# [What the task requires]
Return a copy of every line in the records that includes the word "DomainCount".

=-=-=-=-=

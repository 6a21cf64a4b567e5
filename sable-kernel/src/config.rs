//! Kernel configuration
//!
//! Consumed once at boot. Compile-time ABI constants (message registers,
//! object sizes, IPC buffer layout) live in `sable-syscall` and
//! `sable-cap` instead.

use alloc::vec;
use alloc::vec::Vec;

/// Number of thread priorities.
pub const NUM_PRIORITIES: usize = 256;

/// Most scheduling domains supported.
pub const MAX_DOMAINS: usize = 16;

/// One entry of the cyclic domain schedule.
#[derive(Clone, Copy, Debug, PartialEq, Eq)]
pub struct DomainScheduleEntry {
    /// Domain to run.
    pub domain: u8,
    /// Timer ticks the domain runs for.
    pub length: u64,
}

/// Boot-time kernel configuration.
#[derive(Clone, Debug)]
pub struct KernelConfig {
    /// Number of scheduling domains (1..=16).
    pub num_domains: usize,
    /// Cyclic domain schedule; must be non-empty.
    pub domain_schedule: Vec<DomainScheduleEntry>,
    /// Number of priorities; always [`NUM_PRIORITIES`].
    pub num_priorities: usize,
    /// Timer ticks per thread time slice.
    pub time_slice: u64,
    /// Work units between polls for pending interrupts.
    pub max_work_units_per_preemption: u64,
    /// log2 size of the chunks an untyped reset clears between polls.
    pub reset_chunk_bits: u8,
    /// Most objects one retype may create.
    pub retype_fan_out_limit: u64,
    /// Highest interrupt number.
    pub max_irq: u16,
    /// Number of cores.
    pub num_nodes: usize,
    /// Capacity of the kernel object table.
    pub object_table_capacity: usize,
    /// Radix of the root thread's CNode.
    pub root_cnode_bits: u8,
    /// Largest radix a retyped CNode may have.
    pub max_cnode_radix: u8,
    /// Take the IPC fast path for eligible Call and ReplyRecv.
    pub fastpath: bool,
}

impl Default for KernelConfig {
    fn default() -> Self {
        Self {
            num_domains: 1,
            domain_schedule: vec![DomainScheduleEntry {
                domain: 0,
                length: 1,
            }],
            num_priorities: NUM_PRIORITIES,
            time_slice: 5,
            max_work_units_per_preemption: 100,
            reset_chunk_bits: 8,
            retype_fan_out_limit: 256,
            max_irq: 255,
            num_nodes: 1,
            object_table_capacity: 4096,
            root_cnode_bits: 12,
            max_cnode_radix: 20,
            fastpath: true,
        }
    }
}

/// Reasons a configuration is rejected at boot.
#[derive(Clone, Copy, Debug, PartialEq, Eq)]
pub enum ConfigError {
    /// `num_domains` outside 1..=16.
    DomainCount,
    /// Empty schedule, or an entry naming a missing domain or of zero length.
    DomainSchedule,
    /// `num_priorities` is not 256.
    Priorities,
    /// No cores, or more than fit in an IPI mask.
    NodeCount,
    /// `root_cnode_bits` outside 1..=30 (or not enough for the well-known slots).
    RootCNodeBits,
    /// A zero time slice, work-unit budget, fan-out limit or CNode radix.
    ZeroLimit,
    /// Object table too small for the kernel's own objects.
    ObjectTableCapacity,
}

impl core::fmt::Display for ConfigError {
    fn fmt(&self, f: &mut core::fmt::Formatter<'_>) -> core::fmt::Result {
        let msg = match self {
            Self::DomainCount => "num_domains must be 1..=16",
            Self::DomainSchedule => "invalid domain schedule",
            Self::Priorities => "num_priorities must be 256",
            Self::NodeCount => "num_nodes must be 1..=64",
            Self::RootCNodeBits => "root_cnode_bits out of range",
            Self::ZeroLimit => "limits must be non-zero",
            Self::ObjectTableCapacity => "object_table_capacity too small",
        };
        f.write_str(msg)
    }
}

impl KernelConfig {
    /// Check the configuration for consistency.
    pub fn validate(&self) -> Result<(), ConfigError> {
        if self.num_domains == 0 || self.num_domains > MAX_DOMAINS {
            return Err(ConfigError::DomainCount);
        }
        if self.domain_schedule.is_empty()
            || self
                .domain_schedule
                .iter()
                .any(|e| usize::from(e.domain) >= self.num_domains || e.length == 0)
        {
            return Err(ConfigError::DomainSchedule);
        }
        if self.num_priorities != NUM_PRIORITIES {
            return Err(ConfigError::Priorities);
        }
        if self.num_nodes == 0 || self.num_nodes > 64 {
            return Err(ConfigError::NodeCount);
        }
        if self.root_cnode_bits < 4 || self.root_cnode_bits > 30 {
            return Err(ConfigError::RootCNodeBits);
        }
        if self.time_slice == 0
            || self.max_work_units_per_preemption == 0
            || self.retype_fan_out_limit == 0
            || self.max_cnode_radix == 0
        {
            return Err(ConfigError::ZeroLimit);
        }
        // NULL, the IRQ node, one idle thread per core, the root CNode and
        // the root thread.
        if self.object_table_capacity < self.num_nodes + 4 {
            return Err(ConfigError::ObjectTableCapacity);
        }
        Ok(())
    }
}

#[cfg(test)]
mod tests {
    use super::*;

    #[test]
    fn test_default_is_valid() {
        assert_eq!(KernelConfig::default().validate(), Ok(()));
    }

    #[test]
    fn test_schedule_must_name_existing_domains() {
        let config = KernelConfig {
            num_domains: 2,
            domain_schedule: vec![DomainScheduleEntry {
                domain: 2,
                length: 10,
            }],
            ..KernelConfig::default()
        };
        assert_eq!(config.validate(), Err(ConfigError::DomainSchedule));
    }
}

=-=-=-=-=

# [Written answer]
    DomainCount,
            Self::DomainCount => "num_domains must be 1..=16",
            return Err(ConfigError::DomainCount);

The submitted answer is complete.